### Stored data entries:
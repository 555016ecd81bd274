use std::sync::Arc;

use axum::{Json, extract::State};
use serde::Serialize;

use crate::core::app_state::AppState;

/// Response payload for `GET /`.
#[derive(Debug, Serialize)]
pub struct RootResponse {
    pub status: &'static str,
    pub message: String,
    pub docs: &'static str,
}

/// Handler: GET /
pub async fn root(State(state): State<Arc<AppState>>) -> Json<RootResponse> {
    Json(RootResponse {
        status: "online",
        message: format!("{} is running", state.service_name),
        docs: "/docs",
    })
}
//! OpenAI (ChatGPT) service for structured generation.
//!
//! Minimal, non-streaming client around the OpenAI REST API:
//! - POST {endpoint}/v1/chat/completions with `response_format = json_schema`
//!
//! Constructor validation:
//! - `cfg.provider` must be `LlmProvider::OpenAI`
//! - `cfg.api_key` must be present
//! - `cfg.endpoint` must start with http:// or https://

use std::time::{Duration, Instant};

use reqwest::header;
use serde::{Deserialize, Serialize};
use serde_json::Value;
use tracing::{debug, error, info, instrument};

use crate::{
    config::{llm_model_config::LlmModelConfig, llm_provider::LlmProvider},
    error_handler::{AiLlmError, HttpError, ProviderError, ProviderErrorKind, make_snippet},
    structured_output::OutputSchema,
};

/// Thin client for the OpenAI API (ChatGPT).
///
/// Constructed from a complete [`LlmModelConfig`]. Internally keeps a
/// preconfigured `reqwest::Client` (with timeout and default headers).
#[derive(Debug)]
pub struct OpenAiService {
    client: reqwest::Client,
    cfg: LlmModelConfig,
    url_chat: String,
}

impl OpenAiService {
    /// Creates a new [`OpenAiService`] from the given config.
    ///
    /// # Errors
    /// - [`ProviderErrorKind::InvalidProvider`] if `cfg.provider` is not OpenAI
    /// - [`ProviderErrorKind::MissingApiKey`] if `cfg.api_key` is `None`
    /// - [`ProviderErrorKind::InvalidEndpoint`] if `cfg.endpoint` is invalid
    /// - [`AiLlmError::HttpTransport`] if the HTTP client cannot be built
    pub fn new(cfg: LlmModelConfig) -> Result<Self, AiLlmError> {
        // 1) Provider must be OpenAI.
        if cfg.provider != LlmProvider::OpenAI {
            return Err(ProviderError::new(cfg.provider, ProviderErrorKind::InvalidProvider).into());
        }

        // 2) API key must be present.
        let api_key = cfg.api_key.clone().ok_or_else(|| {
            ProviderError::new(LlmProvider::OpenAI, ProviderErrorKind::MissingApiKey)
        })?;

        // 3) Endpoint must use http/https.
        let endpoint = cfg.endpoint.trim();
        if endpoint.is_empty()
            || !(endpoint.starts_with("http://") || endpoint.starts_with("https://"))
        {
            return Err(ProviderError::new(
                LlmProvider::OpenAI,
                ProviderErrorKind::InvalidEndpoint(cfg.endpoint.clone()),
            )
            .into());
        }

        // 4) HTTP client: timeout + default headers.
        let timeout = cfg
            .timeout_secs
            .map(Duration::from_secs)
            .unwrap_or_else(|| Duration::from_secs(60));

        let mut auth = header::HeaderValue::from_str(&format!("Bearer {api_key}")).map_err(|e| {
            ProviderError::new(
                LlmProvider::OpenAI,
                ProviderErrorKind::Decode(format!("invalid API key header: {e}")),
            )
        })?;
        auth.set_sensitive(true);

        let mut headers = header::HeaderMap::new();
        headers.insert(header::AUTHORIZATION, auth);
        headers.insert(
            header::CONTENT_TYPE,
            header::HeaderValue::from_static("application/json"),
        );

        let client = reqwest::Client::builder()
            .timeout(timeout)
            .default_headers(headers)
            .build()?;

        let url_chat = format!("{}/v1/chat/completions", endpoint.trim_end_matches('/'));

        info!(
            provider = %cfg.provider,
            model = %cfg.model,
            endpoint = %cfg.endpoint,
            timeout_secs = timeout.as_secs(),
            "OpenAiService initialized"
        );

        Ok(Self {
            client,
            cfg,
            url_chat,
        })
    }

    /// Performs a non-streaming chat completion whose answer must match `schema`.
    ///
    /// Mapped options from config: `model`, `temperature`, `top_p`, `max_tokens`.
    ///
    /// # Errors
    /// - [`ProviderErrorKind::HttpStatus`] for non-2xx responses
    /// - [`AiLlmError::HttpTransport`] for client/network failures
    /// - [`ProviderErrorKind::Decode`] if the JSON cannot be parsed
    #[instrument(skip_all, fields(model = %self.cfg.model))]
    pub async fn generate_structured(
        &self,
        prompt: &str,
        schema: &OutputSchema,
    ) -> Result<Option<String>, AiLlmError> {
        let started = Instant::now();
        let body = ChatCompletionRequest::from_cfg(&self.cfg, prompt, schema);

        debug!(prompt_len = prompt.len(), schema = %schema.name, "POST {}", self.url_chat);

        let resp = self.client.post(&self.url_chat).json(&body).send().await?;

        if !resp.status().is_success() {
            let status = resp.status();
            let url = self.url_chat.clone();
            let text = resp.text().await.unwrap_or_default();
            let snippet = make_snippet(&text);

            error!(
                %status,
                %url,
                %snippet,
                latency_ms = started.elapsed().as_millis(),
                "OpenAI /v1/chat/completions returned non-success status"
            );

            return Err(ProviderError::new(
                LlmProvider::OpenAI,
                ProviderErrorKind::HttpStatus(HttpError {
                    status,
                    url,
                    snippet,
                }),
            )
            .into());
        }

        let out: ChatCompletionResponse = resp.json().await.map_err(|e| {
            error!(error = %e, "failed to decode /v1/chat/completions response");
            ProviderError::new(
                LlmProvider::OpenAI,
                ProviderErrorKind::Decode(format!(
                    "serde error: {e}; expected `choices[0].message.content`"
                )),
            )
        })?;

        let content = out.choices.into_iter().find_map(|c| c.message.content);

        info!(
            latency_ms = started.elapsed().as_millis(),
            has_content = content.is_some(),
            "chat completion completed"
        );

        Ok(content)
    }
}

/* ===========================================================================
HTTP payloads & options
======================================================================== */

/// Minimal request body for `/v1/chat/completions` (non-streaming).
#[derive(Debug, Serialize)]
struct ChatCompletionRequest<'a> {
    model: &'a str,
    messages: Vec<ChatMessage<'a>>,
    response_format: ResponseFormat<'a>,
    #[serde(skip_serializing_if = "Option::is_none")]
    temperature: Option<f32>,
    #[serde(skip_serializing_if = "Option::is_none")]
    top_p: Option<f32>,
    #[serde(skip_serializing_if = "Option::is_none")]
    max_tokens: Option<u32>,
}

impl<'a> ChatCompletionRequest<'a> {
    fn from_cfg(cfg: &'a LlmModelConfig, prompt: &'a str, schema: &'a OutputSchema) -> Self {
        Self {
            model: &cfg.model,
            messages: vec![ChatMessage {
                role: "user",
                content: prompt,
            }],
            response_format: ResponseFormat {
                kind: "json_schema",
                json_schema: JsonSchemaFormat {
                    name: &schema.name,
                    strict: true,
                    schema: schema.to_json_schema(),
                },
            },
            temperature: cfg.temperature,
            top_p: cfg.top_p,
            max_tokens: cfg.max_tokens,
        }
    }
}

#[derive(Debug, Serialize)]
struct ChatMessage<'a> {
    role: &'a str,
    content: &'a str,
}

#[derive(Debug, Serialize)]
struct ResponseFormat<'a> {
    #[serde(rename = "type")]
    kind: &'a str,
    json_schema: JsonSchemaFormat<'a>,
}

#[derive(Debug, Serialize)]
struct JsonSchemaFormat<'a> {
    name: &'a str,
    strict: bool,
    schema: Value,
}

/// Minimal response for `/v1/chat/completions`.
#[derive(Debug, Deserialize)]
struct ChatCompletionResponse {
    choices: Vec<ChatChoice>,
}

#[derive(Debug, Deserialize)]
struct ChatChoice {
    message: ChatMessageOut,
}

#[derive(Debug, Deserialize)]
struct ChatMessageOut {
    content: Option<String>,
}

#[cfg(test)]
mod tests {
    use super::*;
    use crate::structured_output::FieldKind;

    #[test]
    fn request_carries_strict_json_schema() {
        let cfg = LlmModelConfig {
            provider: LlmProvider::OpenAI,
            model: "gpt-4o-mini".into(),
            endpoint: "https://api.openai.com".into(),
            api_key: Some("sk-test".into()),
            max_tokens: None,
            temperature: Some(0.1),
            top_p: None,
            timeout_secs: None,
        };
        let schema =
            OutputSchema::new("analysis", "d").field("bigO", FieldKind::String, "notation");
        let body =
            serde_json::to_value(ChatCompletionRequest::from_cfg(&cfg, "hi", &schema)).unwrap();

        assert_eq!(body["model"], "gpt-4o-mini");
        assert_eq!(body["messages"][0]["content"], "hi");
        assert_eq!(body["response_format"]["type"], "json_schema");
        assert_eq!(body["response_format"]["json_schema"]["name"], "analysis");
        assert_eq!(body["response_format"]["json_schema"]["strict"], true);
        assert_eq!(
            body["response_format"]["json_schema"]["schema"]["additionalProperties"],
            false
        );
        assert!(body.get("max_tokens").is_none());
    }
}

### What you should do:
Output, from the data above, the lines from the line with "for non-2xx responses" to the line with "ChatCompletionRequest::from_cfg(&self.cfg, prompt, schema);" exactly as they stand, both ends included and nothing else.

### Your solution:
    /// - [`ProviderErrorKind::HttpStatus`] for non-2xx responses
    /// - [`AiLlmError::HttpTransport`] for client/network failures
    /// - [`ProviderErrorKind::Decode`] if the JSON cannot be parsed
    #[instrument(skip_all, fields(model = %self.cfg.model))]
    pub async fn generate_structured(
        &self,
        prompt: &str,
        schema: &OutputSchema,
    ) -> Result<Option<String>, AiLlmError> {
        let started = Instant::now();
        let body = ChatCompletionRequest::from_cfg(&self.cfg, prompt, schema);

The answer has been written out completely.